This painting shows the moment immediately after Christ has been lowered from the cross (making Lamentation a more accurate title than Deposition). The dead body of Christ is front and center in the composition, while behind him and to the right, we see the base of the cross, and a ladder leaning against it. Descending the ladder is Nicodemus, who holds the pincers that he used to remove the nails from Christ's hands and feet in the deposition process. Christ's head rests in the lap of the grief-stricken Virgin Mary, who, in turn, is supported in her seated position by young Saint John. Mary Magdalene sits just behind Christ's legs, at the right-hand side of the image.
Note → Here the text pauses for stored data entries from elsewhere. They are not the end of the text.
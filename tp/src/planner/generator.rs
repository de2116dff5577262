//! TripPlanner - LLM-driven generation of trip plans
//!
//! Drives the whole pipeline for one request: compose the traveler request,
//! gather retrieval context, build the instruction, invoke the model, then
//! validate/repair the output and fill in the derived fields.

use std::sync::Arc;

use serde::{Deserialize, Serialize};
use tracing::{debug, info};

use super::{GenerationError, repair};
use crate::llm::{CompletionRequest, LlmClient, Message};
use crate::prompts::PromptBuilder;
use crate::retrieval::RetrievalAugmentor;
use crate::schema::{ExtraInfo, PlanOutput};

/// Max tokens requested per plan generation
const PLAN_MAX_TOKENS: u32 = 8192;

/// The structured trip parameters for one plan request
#[derive(Debug, Clone, Serialize, Deserialize)]
pub struct TripRequest {
    pub departure: String,
    pub destination: String,

    #[serde(default = "default_travelers")]
    pub travelers: u32,

    #[serde(default = "default_days")]
    pub days: u32,

    #[serde(default = "default_budget")]
    pub budget: u64,

    /// Free-text preference tags, used verbatim
    #[serde(default)]
    pub preferences: Vec<String>,

    /// ISO departure date, if the traveler has picked one
    #[serde(default)]
    pub start_date: Option<String>,
}

fn default_travelers() -> u32 {
    1
}

fn default_days() -> u32 {
    3
}

fn default_budget() -> u64 {
    1000
}

/// TripPlanner orchestrates plan generation
///
/// Holds the model and retrieval collaborators; construct one per process
/// and share it behind an Arc. Tests inject fakes for all collaborators.
pub struct TripPlanner {
    llm: Arc<dyn LlmClient>,
    augmentor: RetrievalAugmentor,
    prompts: PromptBuilder,
}

impl TripPlanner {
    /// Create a planner over the given collaborators
    pub fn new(llm: Arc<dyn LlmClient>, augmentor: RetrievalAugmentor, prompts: PromptBuilder) -> Self {
        Self {
            llm,
            augmentor,
            prompts,
        }
    }

    /// Generate a trip plan
    ///
    /// `edit_instruction` carries an update request (see the update
    /// orchestrator); `current_plan` is the prior plan an update is diffed
    /// against. Both are None for a fresh plan.
    pub async fn generate_trip_plan(
        &self,
        req: &TripRequest,
        edit_instruction: Option<&str>,
        current_plan: Option<&PlanOutput>,
    ) -> Result<PlanOutput, GenerationError> {
        check_request(req)?;

        info!(
            departure = %req.departure,
            destination = %req.destination,
            days = req.days,
            travelers = req.travelers,
            "generating trip plan"
        );

        let user_request = compose_user_request(req, edit_instruction);

        // Best-effort: retrieval failures degrade to empty context inside
        let support = self.augmentor.support_context(&req.destination).await;

        let instruction = self.prompts.build_instruction(&user_request, &support)?;

        let request = CompletionRequest {
            system_prompt: String::new(),
            messages: vec![Message::user(instruction)],
            max_tokens: PLAN_MAX_TOKENS,
        };

        let response = self.llm.complete(request).await?;
        debug!(
            input_tokens = response.usage.input_tokens,
            output_tokens = response.usage.output_tokens,
            "model call complete"
        );

        let raw = response.content.ok_or(GenerationError::EmptyResponse)?;

        let mut plan = repair::parse_plan_output(&raw)?;
        finalize_plan(&mut plan, current_plan);

        info!(
            days = plan.itinerary.len(),
            total = plan.estimate.total,
            "trip plan generated"
        );

        Ok(plan)
    }
}

/// Reject requests that violate the generation preconditions
fn check_request(req: &TripRequest) -> Result<(), GenerationError> {
    if req.days < 1 {
        return Err(GenerationError::InvalidRequest("days must be at least 1".to_string()));
    }
    if req.travelers < 1 {
        return Err(GenerationError::InvalidRequest(
            "travelers must be at least 1".to_string(),
        ));
    }
    Ok(())
}

/// Compose the natural-language traveler request from structured parameters
fn compose_user_request(req: &TripRequest, edit_instruction: Option<&str>) -> String {
    let preferences = if req.preferences.is_empty() {
        "no particular preferences".to_string()
    } else {
        req.preferences.join(", ")
    };
    let start_date = req.start_date.as_deref().unwrap_or("undetermined");

    let mut text = format!(
        "Plan a {}-day trip for {} traveler(s) from {} to {}. \
         Budget: {}. Preferences: {}. Departure date: {}.\n\
         Include cost details for every activity, transport leg, and place to stay.",
        req.days, req.travelers, req.departure, req.destination, req.budget, preferences, start_date,
    );

    if let Some(edit) = edit_instruction {
        text.push_str("\n\n");
        text.push_str(edit);
    }

    text
}

/// Fill in the derived fields the model does not author
fn finalize_plan(plan: &mut PlanOutput, current_plan: Option<&PlanOutput>) {
    // A model-supplied nonzero total is preserved even when inconsistent
    if plan.estimate.total.is_none() || plan.estimate.total == Some(0) {
        plan.estimate.total = Some(plan.estimate.component_sum());
    }

    let mut extra = ExtraInfo::default();

    if let Some(old) = current_plan {
        let old_names = old.item_names();
        let new_names = plan.item_names();
        extra.changes = new_names.difference(&old_names).cloned().collect();
    }

    for day in &plan.itinerary {
        for item in &day.items {
            extra.best_time_to_visit.insert(item.name.clone(), item.time.clone());
            extra.tickets.insert(item.name.clone(), item.est_cost.activity);
        }
    }

    plan.extra_info = Some(extra);
}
Like its companion work, Martyrdom of Four Saints (1524), Correggio's Deposition has a powerful luminous quality, and follows a diagonal composition, indicating that the artist took into consideration the oblique angle at which it was to be viewed in its intended location. However, art historian Maddalena Spagnolo argues that, when compared with Martyrdom of Four Saints, Correggio's Deposition "is in many ways more innovative [as] it marks a further development in the research dedicated to the representation of the 'motions of the soul' which had begun to interest Correggio starting from the second decade of the sixteenth century" and that this work served in fact as "a model for seventeenth-century artists who were able to develop its pathos in a baroque direction". Curator and art historian Giuseppe Adani also comments upon the powerful emotions, particularly shock and despair, conveyed through this work, and asserts that this and other works by Correggio directly influenced Italian Baroque painter Annibale Carracci.
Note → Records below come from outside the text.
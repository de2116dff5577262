//! Trip plan data contracts
//!
//! The shared schema every other component reads or produces: the model is
//! instructed to emit exactly this shape, the repair pass coerces near-misses
//! into it, and the HTTP layer serializes it back out.

use std::collections::{BTreeMap, BTreeSet};

use serde::{Deserialize, Serialize};

/// Per-item cost breakdown
///
/// All three keys are present after any successful decode; keys the model
/// omitted default to zero.
#[derive(Debug, Clone, Copy, Default, PartialEq, Eq, Serialize, Deserialize)]
#[serde(default)]
pub struct EstCost {
    pub accommodation: u64,
    pub transportation: u64,
    pub activity: u64,
}

/// One scheduled activity or leg within a day
#[derive(Debug, Clone, PartialEq, Serialize, Deserialize)]
pub struct Item {
    /// Start time, "HH:MM" or free text
    pub time: String,

    /// Display name of the place or activity
    pub name: String,

    /// Category tag, e.g. "activity", "transport", "lodging"
    #[serde(rename = "type")]
    pub kind: String,

    pub description: Option<String>,

    #[serde(default)]
    pub est_cost: EstCost,
}

/// One day of the itinerary; item order is chronological
#[derive(Debug, Clone, PartialEq, Serialize, Deserialize)]
pub struct Day {
    /// 1-based sequence number
    pub day: u32,

    /// ISO date string, if the model assigned one
    pub date: Option<String>,

    pub items: Vec<Item>,
}

/// Aggregate cost rollup across the whole plan
#[derive(Debug, Clone, Copy, PartialEq, Eq, Serialize, Deserialize)]
pub struct Estimate {
    pub accommodation: u64,
    pub transportation: u64,
    pub activity: u64,

    /// Filled in after generation when the model left it absent or zero
    pub total: Option<u64>,
}

impl Estimate {
    /// Sum of the three component totals
    pub fn component_sum(&self) -> u64 {
        self.accommodation + self.transportation + self.activity
    }
}

/// Derived summary fields computed after generation, never model-authored
#[derive(Debug, Clone, Default, PartialEq, Serialize, Deserialize)]
#[serde(default)]
pub struct ExtraInfo {
    /// Item names present in this plan but absent from the prior one, sorted
    pub changes: Vec<String>,

    /// Item name -> scheduled time; last occurrence wins on collision
    pub best_time_to_visit: BTreeMap<String, String>,

    /// Item name -> activity-cost component; last occurrence wins
    pub tickets: BTreeMap<String, u64>,
}

/// The full structured itinerary returned to the caller
///
/// Constructed once per generation call and immutable afterwards; an update
/// produces a brand-new PlanOutput.
#[derive(Debug, Clone, PartialEq, Serialize, Deserialize)]
pub struct PlanOutput {
    /// Days in chronological order
    pub itinerary: Vec<Day>,

    #[serde(default)]
    pub tips: Vec<String>,

    pub estimate: Estimate,

    pub extra_info: Option<ExtraInfo>,
}

impl PlanOutput {
    /// Iterate every item across every day, in plan order
    pub fn items(&self) -> impl Iterator<Item = &Item> {
        self.itinerary.iter().flat_map(|day| day.items.iter())
    }

    /// Distinct item names across the whole itinerary
    pub fn item_names(&self) -> BTreeSet<String> {
        self.items().map(|item| item.name.clone()).collect()
    }
}

#[cfg(test)]
mod tests {
    use super::*;

    #[test]
    fn test_est_cost_missing_keys_default_to_zero() {
        let cost: EstCost = serde_json::from_str(r#"{"activity": 120}"#).unwrap();
        assert_eq!(cost.activity, 120);
        assert_eq!(cost.accommodation, 0);
        assert_eq!(cost.transportation, 0);
    }

    #[test]
    fn test_est_cost_serializes_all_three_keys() {
        let json = serde_json::to_value(EstCost::default()).unwrap();
        let obj = json.as_object().unwrap();
        assert!(obj.contains_key("accommodation"));
        assert!(obj.contains_key("transportation"));
        assert!(obj.contains_key("activity"));
    }

    #[test]
    fn test_item_without_est_cost_decodes() {
        let item: Item =
            serde_json::from_str(r#"{"time": "09:00", "name": "Museum", "type": "activity"}"#).unwrap();
        assert_eq!(item.est_cost, EstCost::default());
        assert!(item.description.is_none());
    }

    #[test]
    fn test_item_type_field_round_trips() {
        let item = Item {
            time: "09:00".to_string(),
            name: "Museum".to_string(),
            kind: "activity".to_string(),
            description: None,
            est_cost: EstCost::default(),
        };
        let json = serde_json::to_value(&item).unwrap();
        assert_eq!(json["type"], "activity");
        assert!(json.get("kind").is_none());
    }

    #[test]
    fn test_plan_output_decodes_without_optional_sections() {
        let json = r#"{
            "itinerary": [
                {"day": 1, "items": [{"time": "08:00", "name": "Ferry", "type": "transport"}]}
            ],
            "estimate": {"accommodation": 100, "transportation": 50, "activity": 30}
        }"#;

        let plan: PlanOutput = serde_json::from_str(json).unwrap();
        assert!(plan.tips.is_empty());
        assert!(plan.extra_info.is_none());
        assert!(plan.itinerary[0].date.is_none());
        assert_eq!(plan.estimate.total, None);
        assert_eq!(plan.estimate.component_sum(), 180);
    }

    #[test]
    fn test_item_names_collapse_duplicates() {
        let json = r#"{
            "itinerary": [
                {"day": 1, "date": null, "items": [
                    {"time": "09:00", "name": "Old Town", "type": "activity"},
                    {"time": "14:00", "name": "Old Town", "type": "activity"}
                ]}
            ],
            "estimate": {"accommodation": 0, "transportation": 0, "activity": 0, "total": null}
        }"#;

        let plan: PlanOutput = serde_json::from_str(json).unwrap();
        assert_eq!(plan.item_names().len(), 1);
    }
}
Oil on canvas - Parma National Gallery, Parma, Italy

The Assumption of the Virgin (1526-30)
1526-30

The Assumption of the Virgin

The art historian Esperanca Camara describes how, in 1522, a group of Parma's leading dignitaries had joined together to commission Correggio's fresco soon after the papacy had liberated Parma from French occupying forces. Camara notes that "In the sacred architecture of the Roman and Byzantine empires, domes were viewed as symbols of heaven" and that Correggio had "merged this symbolism with the Renaissance's fascination for three-dimensional illusion [transforming] the dome from a solid surface into heaven itself. The dramatic di sotto in su (from below to above) perspective [heightening] the reality of the illusion. As the first follower of Christ, the Virgin Mary personifies the Church, the community of the believers [and through] the Assumption's daring foreshortening, Correggio reassured Parma's citizens of the palpable reality of eternal salvation".
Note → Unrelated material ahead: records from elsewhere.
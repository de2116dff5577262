//! Vector index lookup for reference-document excerpts
//!
//! Queries are embedded through an OpenAI-compatible embeddings endpoint,
//! then matched against a Pinecone-style index. Document text lives in the
//! `content` metadata key, the same place the ingestion side writes it.

use async_trait::async_trait;
use reqwest::Client;
use serde::Deserialize;
use std::time::Duration;
use tracing::debug;

use super::RetrievalError;
use crate::config::{IndexConfig, LlmConfig};

/// Semantic lookup over ingested reference documents
#[async_trait]
pub trait DocumentIndex: Send + Sync {
    /// Up to `k` document excerpts semantically closest to `query`
    async fn similar_documents(&self, query: &str, k: usize) -> Result<Vec<String>, RetrievalError>;
}

/// Pinecone-style index client
pub struct PineconeIndex {
    api_key: String,
    query_url: String,
    embed_url: String,
    embed_key: String,
    embed_model: String,
    http: Client,
}

impl PineconeIndex {
    /// Create a client from configuration
    ///
    /// Needs both the index credential and the embeddings credential; both
    /// are validated at startup, so absence here is a hard error.
    pub fn from_config(index: &IndexConfig, llm: &LlmConfig) -> Result<Self, RetrievalError> {
        let api_key = std::env::var(&index.api_key_env)
            .map_err(|_| RetrievalError::MissingCredential(index.api_key_env.clone()))?;
        let embed_key = std::env::var(&llm.api_key_env)
            .map_err(|_| RetrievalError::MissingCredential(llm.api_key_env.clone()))?;

        let http = Client::builder()
            .timeout(Duration::from_millis(index.timeout_ms))
            .build()?;

        Ok(Self {
            api_key,
            query_url: format!("{}/query", index.query_host()),
            embed_url: format!("{}/embeddings", llm.base_url),
            embed_key,
            embed_model: index.embed_model.clone(),
            http,
        })
    }

    /// Embed a query string into a vector
    async fn embed(&self, query: &str) -> Result<Vec<f32>, RetrievalError> {
        debug!(query_len = query.len(), "embed: called");
        let response = self
            .http
            .post(&self.embed_url)
            .bearer_auth(&self.embed_key)
            .json(&serde_json::json!({
                "model": self.embed_model,
                "input": query,
            }))
            .send()
            .await?;

        if !response.status().is_success() {
            return Err(RetrievalError::InvalidResponse(format!(
                "embedding request returned status {}",
                response.status().as_u16()
            )));
        }

        let body: EmbeddingResponse = response.json().await?;
        body.data
            .into_iter()
            .next()
            .map(|d| d.embedding)
            .ok_or_else(|| RetrievalError::InvalidResponse("embedding response contained no data".to_string()))
    }
}

#[async_trait]
impl DocumentIndex for PineconeIndex {
    async fn similar_documents(&self, query: &str, k: usize) -> Result<Vec<String>, RetrievalError> {
        debug!(%query, k, "similar_documents: called");
        let vector = self.embed(query).await?;

        let response = self
            .http
            .post(&self.query_url)
            .header("Api-Key", &self.api_key)
            .json(&serde_json::json!({
                "vector": vector,
                "topK": k,
                "includeMetadata": true,
            }))
            .send()
            .await?;

        if !response.status().is_success() {
            return Err(RetrievalError::InvalidResponse(format!(
                "index query returned status {}",
                response.status().as_u16()
            )));
        }

        let body: QueryResponse = response.json().await?;
        let docs = body
            .matches
            .into_iter()
            .filter_map(|m| m.metadata.and_then(|md| md.content))
            .collect();

        Ok(docs)
    }
}

// Embeddings API response types

#[derive(Debug, Deserialize)]
struct EmbeddingResponse {
    data: Vec<EmbeddingData>,
}

#[derive(Debug, Deserialize)]
struct EmbeddingData {
    embedding: Vec<f32>,
}

// Index query response types

#[derive(Debug, Deserialize)]
struct QueryResponse {
    #[serde(default)]
    matches: Vec<QueryMatch>,
}

#[derive(Debug, Deserialize)]
struct QueryMatch {
    metadata: Option<MatchMetadata>,
}

#[derive(Debug, Deserialize)]
struct MatchMetadata {
    content: Option<String>,
}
The Cattedrale di Santa Maria Assunta was Parma's most consecrated building and Correggio's fresco celebrated not only Parma's return to a Papal State but also "the final union of the faithful with the divine at the end of time". Indeed, in Correggio's narrative, "Frolicking angels, ranging in age from infants to adolescents, populate concentric bands of clouds that extend into the apex of the dome [as] Mary twists her body and opens her arms as she rises toward the golden light of heaven [her] obedience to God's will [making] her the chosen vessel of the Incarnation [and earning] her a place by Christ's side in heaven". Waterhouse concludes that the Assumption of the Virgin marked "the culmination of Correggio's career as a mural painter, and that his most famous fresco anticipated "the Baroque style of dramatically illusionistic ceiling painting" whereby the "entire architectural surface is treated as a single pictorial unit of vast proportions".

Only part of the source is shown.